• RAW DATA:
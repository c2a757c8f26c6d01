use std::f64::consts::PI;

use super::Series;

/// Sawtooth wave built from the first `terms` sine harmonics, odd and even
pub fn sawtooth_wave(time: &[f64], frequency: f64, terms: usize) -> Series {
    let mut series = Series::with_signal(vec![0.0; time.len()], terms);

    for k in 1..=terms {
        let coefficient = (2.0 / PI) * (1.0 / k as f64);
        let omega = (k * 2) as f64 * PI * frequency;

        for (value, &t) in series.signal.iter_mut().zip(time) {
            *value += coefficient * (omega * t).sin();
        }

        series.push_harmonic(frequency * k as f64, 1.0 / (PI * k as f64));
    }

    series
}
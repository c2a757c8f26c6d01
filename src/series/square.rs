use std::f64::consts::PI;

use super::Series;

/// Square wave built from the first `terms` odd sine harmonics.
///
/// The reported amplitude of harmonic `2k - 1` is `(2 / pi) / (2k - 1)`,
/// half of the coefficient actually used in the signal.
pub fn square_wave(time: &[f64], frequency: f64, terms: usize) -> Series {
    let mut series = Series::with_signal(vec![0.0; time.len()], terms);

    for k in 1..=terms {
        let odd = 2 * k - 1;
        let coefficient = (4.0 / PI) * (1.0 / odd as f64);
        let omega = (odd * 2) as f64 * PI * frequency;

        for (value, &t) in series.signal.iter_mut().zip(time) {
            *value += coefficient * (omega * t).sin();
        }

        series.push_harmonic(frequency * odd as f64, (2.0 / PI) * (1.0 / odd as f64));
    }

    series
}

• WHAT YOU NEED TO DO:
Every line above should be retyped exactly as given.

• EXERCISE RESPONSE:
repository c2a757c8f26c6d01
use std::f64::consts::PI;

use super::Series;

/// Sawtooth wave built from the first `terms` sine harmonics, odd and even
pub fn sawtooth_wave(time: &[f64], frequency: f64, terms: usize) -> Series {
    let mut series = Series::with_signal(vec![0.0; time.len()], terms);

    for k in 1..=terms {
        let coefficient = (2.0 / PI) * (1.0 / k as f64);
        let omega = (k * 2) as f64 * PI * frequency;

        for (value, &t) in series.signal.iter_mut().zip(time) {
            *value += coefficient * (omega * t).sin();
        }

        series.push_harmonic(frequency * k as f64, 1.0 / (PI * k as f64));
    }

    series
}
repository c2a757c8f26c6d01
filename src/series/square.rs
use std::f64::consts::PI;

use super::Series;

/// Square wave built from the first `terms` odd sine harmonics.
///
/// The reported amplitude of harmonic `2k - 1` is `(2 / pi) / (2k - 1)`,
/// half of the coefficient actually used in the signal.
pub fn square_wave(time: &[f64], frequency: f64, terms: usize) -> Series {
    let mut series = Series::with_signal(vec![0.0; time.len()], terms);

    for k in 1..=terms {
        let odd = 2 * k - 1;
        let coefficient = (4.0 / PI) * (1.0 / odd as f64);
        let omega = (odd * 2) as f64 * PI * frequency;

        for (value, &t) in series.signal.iter_mut().zip(time) {
            *value += coefficient * (omega * t).sin();
        }

        series.push_harmonic(frequency * odd as f64, (2.0 / PI) * (1.0 / odd as f64));
    }

    series
}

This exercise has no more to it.